Although some are deserved, many of the concerns about SSD failure rates seems to come from personal experiences with consumer grade compact Flash, like those found in cameras or inexpensive thumb drives, which have had a sketchy past. Interestingly, if your personal experience was a mid-1990 RAM based SSD you would have the opposite reaction. RAM based SSDs have always proven to be extremely reliable. Flash is different. Its persistent storage state means that memory cells need to be written to. If the memory cell is full,, it needs to be erased and written over. The primary concern around Flash-based SSD is write endurance. In other words, how many write cycles can they handle? This typically is addressed in two ways. First by the type of SSD used and second by the intelligence on the controller. There are two types of Flash based technology: single level cell (SLC) and multi-level cell (MLC). Most MLC drives hold four states per cell, where SLC holds one state per cell. As a result MLC is higher capacity but more prone to failure, SLC is more expensive but also more reliable and have a much higher write endurance. Most enterprise drives are SLC based for this reason.

All Flash drives have a controller. The controller handles how data is written to the flash drive and it is one of the bigger differentiators of SSD quality. One of the controller's primary functions is to make sure that data is written evenly to each cell on the drive. This keeps a group of cells from wearing out before the other cells on the flash drive. The controller also manages excess cells on the drive, making those available as other cells wear out. The controller may even group the writes so that it can write larger blocks of data to the drive, which further helps with both performance and write longevity. The Flash controller technology has become so advanced that we are seeing a few vendors offer MLC based SSD drives to the enterprise. They can do this by leveraging all of the above controller technologies. While I'm not sure that MLC will replace SLC in the enterprise, we may see a tiering of SSD, just like we have today in hard drives.

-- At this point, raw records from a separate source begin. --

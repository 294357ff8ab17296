//! Integration tests for the in-memory store
//!
//! Tests batch persistence, parent linking, cascading deletes,
//! cross-references, and the operation log.

use strata_foundation::{EntityId, ErrorKind, FieldId, GroupId, UnitId, Value};
use strata_storage::{MemoryStore, StorageUnit, Store, StoreOp, UnitLink};

const NAME_GROUP: GroupId = GroupId::new(1);
const NOTE_GROUP: GroupId = GroupId::new(2);
const FULL_NAME: FieldId = FieldId::new(2);

fn store_with_entity() -> (MemoryStore, EntityId) {
    let store = MemoryStore::new();
    let entity = store.create_entity("Person").unwrap();
    (store, entity)
}

fn name(entity: EntityId, text: &str) -> StorageUnit {
    StorageUnit::new(NAME_GROUP)
        .with_entity(entity)
        .with_value(FULL_NAME, Value::object([("en", Value::from(text))]))
}

// =============================================================================
// Entities
// =============================================================================

#[test]
fn entities_get_distinct_ids() {
    let store = MemoryStore::new();
    let a = store.create_entity("Person").unwrap();
    let b = store.create_entity("Place").unwrap();
    assert_ne!(a, b);
    assert_eq!(store.entity_type(b).unwrap(), "Place");
    assert_eq!(store.entity_count(), 2);
}

#[test]
fn unknown_entity_is_not_found() {
    let store = MemoryStore::new();
    let err = store.load_units(EntityId::new(42), None).unwrap_err();
    assert!(matches!(err.kind, ErrorKind::EntityNotFound(_)));
}

// =============================================================================
// Persistence
// =============================================================================

#[test]
fn nested_units_link_to_parents_in_the_same_batch() {
    let (store, entity) = store_with_entity();
    let batch = vec![
        name(entity, "Ada"),
        StorageUnit::new(NOTE_GROUP)
            .with_entity(entity)
            .with_parent(UnitLink::Pending(0)),
    ];
    let ids = store.persist_units(&batch).unwrap();
    let note = store.unit(ids[1]).unwrap();
    assert_eq!(note.parent_id(), Some(ids[0]));
}

#[test]
fn failed_batch_writes_nothing() {
    let (store, entity) = store_with_entity();
    let batch = vec![
        name(entity, "Ada"),
        name(entity, "Lovelace").with_id(UnitId::new(77)),
    ];
    let err = store.persist_units(&batch).unwrap_err();
    assert!(matches!(err.kind, ErrorKind::UnitNotFound(_)));
    assert!(store.units_of(entity).is_empty());
    assert!(store.written_ids().is_empty());
}

#[test]
fn rewriting_a_unit_keeps_its_id() {
    let (store, entity) = store_with_entity();
    let id = store.persist_units(&[name(entity, "Ada")]).unwrap()[0];
    let ids = store
        .persist_units(&[name(entity, "Augusta").with_id(id)])
        .unwrap();
    assert_eq!(ids, vec![id]);
    assert_eq!(store.units_of(entity).len(), 1);
    let stored = store.unit(id).unwrap();
    assert_eq!(
        stored.value(FULL_NAME).and_then(|v| v.get("en")).and_then(Value::as_str),
        Some("Augusta")
    );
}

#[test]
fn unit_cannot_change_group() {
    let (store, entity) = store_with_entity();
    let id = store.persist_units(&[name(entity, "Ada")]).unwrap()[0];
    let moved = StorageUnit::new(NOTE_GROUP).with_entity(entity).with_id(id);
    assert!(store.persist_units(&[moved]).is_err());
}

#[test]
fn load_filters_by_group() {
    let (store, entity) = store_with_entity();
    let ids = store
        .persist_units(&[
            name(entity, "Ada"),
            StorageUnit::new(NOTE_GROUP)
                .with_entity(entity)
                .with_parent(UnitLink::Pending(0)),
        ])
        .unwrap();
    let names = store.load_units(entity, Some(NAME_GROUP)).unwrap();
    assert_eq!(names.len(), 1);
    assert_eq!(names[0].id, Some(ids[0]));
    assert_eq!(store.load_units(entity, None).unwrap().len(), 2);
}

// =============================================================================
// Deletion and Cross-References
// =============================================================================

#[test]
fn deleting_a_parent_removes_children_and_their_cross_references() {
    let (store, entity) = store_with_entity();
    let other = store.create_entity("Person").unwrap();
    let ids = store
        .persist_units(&[
            name(entity, "Ada"),
            StorageUnit::new(NOTE_GROUP)
                .with_entity(entity)
                .with_parent(UnitLink::Pending(0)),
        ])
        .unwrap();
    store.create_cross_reference(ids[1], other).unwrap();

    store.delete_units(&[ids[0]]).unwrap();
    assert!(store.units_of(entity).is_empty());
    assert!(store.cross_references().is_empty());
    assert_eq!(store.deleted_ids(), vec![ids[0]]);
}

#[test]
fn deleting_a_missing_unit_fails_cleanly() {
    let (store, entity) = store_with_entity();
    let id = store.persist_units(&[name(entity, "Ada")]).unwrap()[0];
    assert!(store.delete_units(&[id, UnitId::new(999)]).is_err());
    assert!(store.unit(id).is_some());
}

#[test]
fn cross_references_are_found_by_source_entity() {
    let (store, entity) = store_with_entity();
    let friend = store.create_entity("Person").unwrap();
    let unit = store.persist_units(&[name(entity, "Ada")]).unwrap()[0];
    let xref = store.create_cross_reference(unit, friend).unwrap();

    let found = store.find_cross_references(entity).unwrap();
    assert_eq!(found.len(), 1);
    assert_eq!(found[0].id, xref);
    assert_eq!(found[0].to_entity, friend);
    assert!(store.find_cross_references(friend).unwrap().is_empty());
}

// =============================================================================
// Snapshots and the Operation Log
// =============================================================================

#[test]
fn restore_rolls_back_contents_but_not_the_log() {
    let (store, entity) = store_with_entity();
    let snapshot = store.snapshot();
    store.persist_units(&[name(entity, "Ada")]).unwrap();
    store.restore(snapshot);
    assert!(store.units_of(entity).is_empty());
    assert_eq!(store.written_ids().len(), 1);
}

#[test]
fn operations_are_recorded_in_order() {
    let store = MemoryStore::new();
    let entity = store.create_entity("Person").unwrap();
    let id = store.persist_units(&[name(entity, "Ada")]).unwrap()[0];
    store.delete_units(&[id]).unwrap();
    assert_eq!(
        store.operations(),
        vec![
            StoreOp::CreateEntity(entity),
            StoreOp::Persist(vec![id]),
            StoreOp::Delete(vec![id]),
        ]
    );
    store.clear_operations();
    assert!(store.operations().is_empty());
}

#[test]
fn refused_types_cannot_be_created() {
    let store = MemoryStore::new();
    store.refuse_entity_type("Archive");
    assert!(matches!(
        store.create_entity("Archive").unwrap_err().kind,
        ErrorKind::Store(_)
    ));
    assert!(store.create_entity("Person").is_ok());
}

While there are other factors in delivering reliable SSD technology the controller intelligence that the SSD supplier uses may be the key differentiator in reducing SSD failure rates. As we discuss in our article "Pay Attention to Flash Controllers when Comparing SSD Systems," it is reasonable to expect seven to ten years of life out of today's SSDs with the capabilities of today's controller technology, which is really beyond the life of any enterprise primary storage device.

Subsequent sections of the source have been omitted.